_WORK TASK_
A single number is the answer here: the count of lines in the data below that include the word "CliError".
** Opening DATA RECORDS block **
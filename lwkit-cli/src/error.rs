//! Error types for the command line client.

use lwkit_cache::CacheError;
use lwkit_core::{ApiError, ConfigError};

#[derive(Debug, thiserror::Error)]
pub enum CliError {
    #[error("IO error: {0}")]
    Io(#[from] std::io::Error),
    #[error(transparent)]
    Config(#[from] ConfigError),
    #[error(transparent)]
    Api(#[from] ApiError),
    #[error(transparent)]
    Cache(#[from] CacheError),
    #[error("JSON error: {0}")]
    Json(#[from] serde_json::Error),
}

pub type CliResult<T> = Result<T, CliError>;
** Closing DATA RECORDS block **
_ANSWER BELOW_
2